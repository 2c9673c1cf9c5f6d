//! The task queue: an index-stable arena of tasks plus the two locks that
//! guard it.
//!
//! - The membership lock (`tasks`) covers structural changes: append on
//!   submission, unlink on reap. It is only held briefly.
//! - The pass lock is held by the worker for a whole scan-and-execute pass,
//!   and by shutdown while it discards tasks.
//!
//! Traversal works on a snapshot of `Arc`s, so an append or unlink during a
//! pass never invalidates the task being visited.

use std::sync::atomic::{AtomicU64, Ordering};
use std::sync::Arc;

use concurrent_queue::ConcurrentQueue;
use parking_lot::{Mutex, MutexGuard};
use slab::Slab;

use crate::error::{Error, Result};
use crate::task::{AsyncTask, TaskId, TaskSpec};

pub(crate) struct TaskQueue {
    tasks: Mutex<Slab<Arc<AsyncTask>>>,
    pass: Mutex<()>,
    /// Tasks the worker has published as `Done`, in completion order.
    finished: ConcurrentQueue<Arc<AsyncTask>>,
    next_id: AtomicU64,
    capacity: usize,
}

impl TaskQueue {
    pub(crate) fn new(capacity: usize) -> Self {
        TaskQueue {
            tasks: Mutex::new(Slab::with_capacity(capacity)),
            pass: Mutex::new(()),
            finished: ConcurrentQueue::unbounded(),
            next_id: AtomicU64::new(0),
            capacity,
        }
    }

    /// Append a new task at the tail. Fails without side effects when the
    /// queue is at capacity.
    pub(crate) fn push(&self, spec: TaskSpec) -> Result<TaskId> {
        let mut tasks = self.tasks.lock();
        if tasks.len() >= self.capacity {
            return Err(Error::QueueFull {
                capacity: self.capacity,
            });
        }
        let id = TaskId(self.next_id.fetch_add(1, Ordering::Relaxed));
        let entry = tasks.vacant_entry();
        let key = entry.key();
        entry.insert(Arc::new(AsyncTask::new(id, key, spec)));
        Ok(id)
    }

    /// All live tasks in submission order.
    pub(crate) fn snapshot(&self) -> Vec<Arc<AsyncTask>> {
        let mut tasks: Vec<_> = self.tasks.lock().iter().map(|(_, t)| t.clone()).collect();
        tasks.sort_by_key(|t| t.id);
        tasks
    }

    /// Unlink the task stored under `key`.
    pub(crate) fn remove(&self, key: usize) -> Option<Arc<AsyncTask>> {
        self.tasks.lock().try_remove(key)
    }

    pub(crate) fn len(&self) -> usize {
        self.tasks.lock().len()
    }

    pub(crate) fn lock_pass(&self) -> MutexGuard<'_, ()> {
        self.pass.lock()
    }

    pub(crate) fn publish_finished(&self, task: Arc<AsyncTask>) {
        // Unbounded and never closed, so push cannot fail.
        let _ = self.finished.push(task);
    }

    pub(crate) fn pop_finished(&self) -> Option<Arc<AsyncTask>> {
        self.finished.pop().ok()
    }

    /// Drop every task, finished or not. Caller holds the pass lock.
    pub(crate) fn clear(&self) -> usize {
        while self.finished.pop().is_ok() {}
        let mut tasks = self.tasks.lock();
        let count = tasks.len();
        tasks.clear();
        count
    }
}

+---+

## [WHAT NEEDS TO BE DONE]
Retype each line of the material above exactly.

## [TASK RESPONSE]
repository 2c9673c1cf9c5f6d
//! The task queue: an index-stable arena of tasks plus the two locks that
//! guard it.
//!
//! - The membership lock (`tasks`) covers structural changes: append on
//!   submission, unlink on reap. It is only held briefly.
//! - The pass lock is held by the worker for a whole scan-and-execute pass,
//!   and by shutdown while it discards tasks.
//!
//! Traversal works on a snapshot of `Arc`s, so an append or unlink during a
//! pass never invalidates the task being visited.

use std::sync::atomic::{AtomicU64, Ordering};
use std::sync::Arc;

use concurrent_queue::ConcurrentQueue;
use parking_lot::{Mutex, MutexGuard};
use slab::Slab;

use crate::error::{Error, Result};
use crate::task::{AsyncTask, TaskId, TaskSpec};

pub(crate) struct TaskQueue {
    tasks: Mutex<Slab<Arc<AsyncTask>>>,
    pass: Mutex<()>,
    /// Tasks the worker has published as `Done`, in completion order.
    finished: ConcurrentQueue<Arc<AsyncTask>>,
    next_id: AtomicU64,
    capacity: usize,
}

impl TaskQueue {
    pub(crate) fn new(capacity: usize) -> Self {
        TaskQueue {
            tasks: Mutex::new(Slab::with_capacity(capacity)),
            pass: Mutex::new(()),
            finished: ConcurrentQueue::unbounded(),
            next_id: AtomicU64::new(0),
            capacity,
        }
    }

    /// Append a new task at the tail. Fails without side effects when the
    /// queue is at capacity.
    pub(crate) fn push(&self, spec: TaskSpec) -> Result<TaskId> {
        let mut tasks = self.tasks.lock();
        if tasks.len() >= self.capacity {
            return Err(Error::QueueFull {
                capacity: self.capacity,
            });
        }
        let id = TaskId(self.next_id.fetch_add(1, Ordering::Relaxed));
        let entry = tasks.vacant_entry();
        let key = entry.key();
        entry.insert(Arc::new(AsyncTask::new(id, key, spec)));
        Ok(id)
    }

    /// All live tasks in submission order.
    pub(crate) fn snapshot(&self) -> Vec<Arc<AsyncTask>> {
        let mut tasks: Vec<_> = self.tasks.lock().iter().map(|(_, t)| t.clone()).collect();
        tasks.sort_by_key(|t| t.id);
        tasks
    }

    /// Unlink the task stored under `key`.
    pub(crate) fn remove(&self, key: usize) -> Option<Arc<AsyncTask>> {
        self.tasks.lock().try_remove(key)
    }

    pub(crate) fn len(&self) -> usize {
        self.tasks.lock().len()
    }

    pub(crate) fn lock_pass(&self) -> MutexGuard<'_, ()> {
        self.pass.lock()
    }

    pub(crate) fn publish_finished(&self, task: Arc<AsyncTask>) {
        // Unbounded and never closed, so push cannot fail.
        let _ = self.finished.push(task);
    }

    pub(crate) fn pop_finished(&self) -> Option<Arc<AsyncTask>> {
        self.finished.pop().ok()
    }

    /// Drop every task, finished or not. Caller holds the pass lock.
    pub(crate) fn clear(&self) -> usize {
        while self.finished.pop().is_ok() {}
        let mut tasks = self.tasks.lock();
        let count = tasks.len();
        tasks.clear();
        count
    }
}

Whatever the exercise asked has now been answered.